— SUPPLIED INFORMATION —
//! Groups: named nodes holding nested groups and datasets

use indexmap::map::Entry;
use indexmap::IndexMap;

use crate::dataset::Dataset;
use crate::error::{ArborError, Result};

/// An entry in a group
#[derive(Debug, Clone, PartialEq)]
pub enum Node {
    /// Nested group
    Group(Group),
    /// Stored value
    Dataset(Dataset),
}

impl Node {
    /// Borrow as a group, if this node is one
    pub fn as_group(&self) -> Option<&Group> {
        match self {
            Node::Group(group) => Some(group),
            Node::Dataset(_) => None,
        }
    }

    /// Borrow as a dataset, if this node is one
    pub fn as_dataset(&self) -> Option<&Dataset> {
        match self {
            Node::Group(_) => None,
            Node::Dataset(dataset) => Some(dataset),
        }
    }
}

/// A group of named entries. Entry order is insertion order.
#[derive(Debug, Clone, Default, PartialEq)]
pub struct Group {
    entries: IndexMap<String, Node>,
}

/// Check that `name` can label an entry inside a group.
pub fn validate_name(name: &str) -> Result<()> {
    if name.is_empty() || name == "." || name.contains('/') {
        return Err(ArborError::InvalidName(name.to_string()));
    }
    Ok(())
}

impl Group {
    /// Create an empty group
    pub fn new() -> Self {
        Self::default()
    }

    /// Create an empty child group and return it for filling.
    pub fn create_group(&mut self, name: &str) -> Result<&mut Group> {
        match self.vacant(name)? {
            Entry::Vacant(slot) => match slot.insert(Node::Group(Group::new())) {
                Node::Group(group) => Ok(group),
                Node::Dataset(_) => Err(ArborError::Internal(
                    "freshly inserted group is a dataset".to_string(),
                )),
            },
            Entry::Occupied(_) => Err(ArborError::DuplicateName(name.to_string())),
        }
    }

    /// Store a dataset under `name`.
    pub fn create_dataset(&mut self, name: &str, dataset: Dataset) -> Result<()> {
        match self.vacant(name)? {
            Entry::Vacant(slot) => {
                slot.insert(Node::Dataset(dataset));
                Ok(())
            }
            Entry::Occupied(_) => Err(ArborError::DuplicateName(name.to_string())),
        }
    }

    fn vacant(&mut self, name: &str) -> Result<Entry<'_, String, Node>> {
        validate_name(name)?;
        Ok(self.entries.entry(name.to_string()))
    }

    /// Names of the entries in this group
    pub fn keys(&self) -> impl Iterator<Item = &str> + '_ {
        self.entries.keys().map(String::as_str)
    }

    /// Entries in stored order
    pub fn iter(&self) -> impl Iterator<Item = (&str, &Node)> + '_ {
        self.entries.iter().map(|(name, node)| (name.as_str(), node))
    }

    /// Consume the group, yielding entries in stored order
    pub fn into_entries(self) -> impl Iterator<Item = (String, Node)> {
        self.entries.into_iter()
    }

    /// Look up an entry
    pub fn get(&self, name: &str) -> Option<&Node> {
        self.entries.get(name)
    }

    /// Look up a child group
    pub fn group(&self, name: &str) -> Option<&Group> {
        self.get(name).and_then(Node::as_group)
    }

    /// Look up a dataset
    pub fn dataset(&self, name: &str) -> Option<&Dataset> {
        self.get(name).and_then(Node::as_dataset)
    }

    /// Number of direct entries
    pub fn len(&self) -> usize {
        self.entries.len()
    }

    /// True when the group has no entries
    pub fn is_empty(&self) -> bool {
        self.entries.is_empty()
    }

    /// Insert a decoded node without name checks beyond uniqueness.
    pub(crate) fn insert_decoded(&mut self, name: String, node: Node) -> Result<()> {
        match self.entries.entry(name) {
            Entry::Vacant(slot) => {
                slot.insert(node);
                Ok(())
            }
            Entry::Occupied(slot) => Err(ArborError::CorruptNode(format!(
                "duplicate entry {:?}",
                slot.key()
            ))),
        }
    }
}

#[cfg(test)]
mod tests {
    use super::*;
    use crate::dataset::Data;

    fn int(v: i64) -> Dataset {
        Dataset::scalar(Data::Int(vec![v])).unwrap()
    }

    #[test]
    fn test_create_nested_groups_and_datasets() {
        let mut root = Group::new();
        let a = root.create_group("a").unwrap();
        a.create_dataset("b", int(1)).unwrap();
        a.create_group("empty").unwrap();
        root.create_dataset("c", int(2)).unwrap();

        assert_eq!(root.keys().collect::<Vec<_>>(), vec!["a", "c"]);
        let a = root.group("a").unwrap();
        assert_eq!(a.dataset("b"), Some(&int(1)));
        assert!(a.group("empty").unwrap().is_empty());
        assert!(root.group("c").is_none());
        assert!(root.dataset("a").is_none());
    }

    #[test]
    fn test_rejects_invalid_names() {
        let mut root = Group::new();
        for name in ["", ".", "a/b", "/"] {
            assert!(matches!(
                root.create_group(name),
                Err(ArborError::InvalidName(_))
            ));
            assert!(matches!(
                root.create_dataset(name, int(0)),
                Err(ArborError::InvalidName(_))
            ));
        }
        assert!(root.is_empty());
    }

    #[test]
    fn test_rejects_duplicate_names() {
        let mut root = Group::new();
        root.create_group("x").unwrap();
        assert!(matches!(
            root.create_dataset("x", int(0)),
            Err(ArborError::DuplicateName(_))
        ));
        assert!(matches!(
            root.create_group("x"),
            Err(ArborError::DuplicateName(_))
        ));
        assert_eq!(root.len(), 1);
    }
}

— EXERCISE OBJECTIVE —
Each entry must be reproduced exactly, with nothing added or dropped.

— RESPONSE AREA —
//! Groups: named nodes holding nested groups and datasets

use indexmap::map::Entry;
use indexmap::IndexMap;

use crate::dataset::Dataset;
use crate::error::{ArborError, Result};

/// An entry in a group
#[derive(Debug, Clone, PartialEq)]
pub enum Node {
    /// Nested group
    Group(Group),
    /// Stored value
    Dataset(Dataset),
}

impl Node {
    /// Borrow as a group, if this node is one
    pub fn as_group(&self) -> Option<&Group> {
        match self {
            Node::Group(group) => Some(group),
            Node::Dataset(_) => None,
        }
    }

    /// Borrow as a dataset, if this node is one
    pub fn as_dataset(&self) -> Option<&Dataset> {
        match self {
            Node::Group(_) => None,
            Node::Dataset(dataset) => Some(dataset),
        }
    }
}

/// A group of named entries. Entry order is insertion order.
#[derive(Debug, Clone, Default, PartialEq)]
pub struct Group {
    entries: IndexMap<String, Node>,
}

/// Check that `name` can label an entry inside a group.
pub fn validate_name(name: &str) -> Result<()> {
    if name.is_empty() || name == "." || name.contains('/') {
        return Err(ArborError::InvalidName(name.to_string()));
    }
    Ok(())
}

impl Group {
    /// Create an empty group
    pub fn new() -> Self {
        Self::default()
    }

    /// Create an empty child group and return it for filling.
    pub fn create_group(&mut self, name: &str) -> Result<&mut Group> {
        match self.vacant(name)? {
            Entry::Vacant(slot) => match slot.insert(Node::Group(Group::new())) {
                Node::Group(group) => Ok(group),
                Node::Dataset(_) => Err(ArborError::Internal(
                    "freshly inserted group is a dataset".to_string(),
                )),
            },
            Entry::Occupied(_) => Err(ArborError::DuplicateName(name.to_string())),
        }
    }

    /// Store a dataset under `name`.
    pub fn create_dataset(&mut self, name: &str, dataset: Dataset) -> Result<()> {
        match self.vacant(name)? {
            Entry::Vacant(slot) => {
                slot.insert(Node::Dataset(dataset));
                Ok(())
            }
            Entry::Occupied(_) => Err(ArborError::DuplicateName(name.to_string())),
        }
    }

    fn vacant(&mut self, name: &str) -> Result<Entry<'_, String, Node>> {
        validate_name(name)?;
        Ok(self.entries.entry(name.to_string()))
    }

    /// Names of the entries in this group
    pub fn keys(&self) -> impl Iterator<Item = &str> + '_ {
        self.entries.keys().map(String::as_str)
    }

    /// Entries in stored order
    pub fn iter(&self) -> impl Iterator<Item = (&str, &Node)> + '_ {
        self.entries.iter().map(|(name, node)| (name.as_str(), node))
    }

    /// Consume the group, yielding entries in stored order
    pub fn into_entries(self) -> impl Iterator<Item = (String, Node)> {
        self.entries.into_iter()
    }

    /// Look up an entry
    pub fn get(&self, name: &str) -> Option<&Node> {
        self.entries.get(name)
    }

    /// Look up a child group
    pub fn group(&self, name: &str) -> Option<&Group> {
        self.get(name).and_then(Node::as_group)
    }

    /// Look up a dataset
    pub fn dataset(&self, name: &str) -> Option<&Dataset> {
        self.get(name).and_then(Node::as_dataset)
    }

    /// Number of direct entries
    pub fn len(&self) -> usize {
        self.entries.len()
    }

    /// True when the group has no entries
    pub fn is_empty(&self) -> bool {
        self.entries.is_empty()
    }

    /// Insert a decoded node without name checks beyond uniqueness.
    pub(crate) fn insert_decoded(&mut self, name: String, node: Node) -> Result<()> {
        match self.entries.entry(name) {
            Entry::Vacant(slot) => {
                slot.insert(node);
                Ok(())
            }
            Entry::Occupied(slot) => Err(ArborError::CorruptNode(format!(
                "duplicate entry {:?}",
                slot.key()
            ))),
        }
    }
}

#[cfg(test)]
mod tests {
    use super::*;
    use crate::dataset::Data;

    fn int(v: i64) -> Dataset {
        Dataset::scalar(Data::Int(vec![v])).unwrap()
    }

    #[test]
    fn test_create_nested_groups_and_datasets() {
        let mut root = Group::new();
        let a = root.create_group("a").unwrap();
        a.create_dataset("b", int(1)).unwrap();
        a.create_group("empty").unwrap();
        root.create_dataset("c", int(2)).unwrap();

        assert_eq!(root.keys().collect::<Vec<_>>(), vec!["a", "c"]);
        let a = root.group("a").unwrap();
        assert_eq!(a.dataset("b"), Some(&int(1)));
        assert!(a.group("empty").unwrap().is_empty());
        assert!(root.group("c").is_none());
        assert!(root.dataset("a").is_none());
    }

    #[test]
    fn test_rejects_invalid_names() {
        let mut root = Group::new();
        for name in ["", ".", "a/b", "/"] {
            assert!(matches!(
                root.create_group(name),
                Err(ArborError::InvalidName(_))
            ));
            assert!(matches!(
                root.create_dataset(name, int(0)),
                Err(ArborError::InvalidName(_))
            ));
        }
        assert!(root.is_empty());
    }

    #[test]
    fn test_rejects_duplicate_names() {
        let mut root = Group::new();
        root.create_group("x").unwrap();
        assert!(matches!(
            root.create_dataset("x", int(0)),
            Err(ArborError::DuplicateName(_))
        ));
        assert!(matches!(
            root.create_group("x"),
            Err(ArborError::DuplicateName(_))
        ));
        assert_eq!(root.len(), 1);
    }
}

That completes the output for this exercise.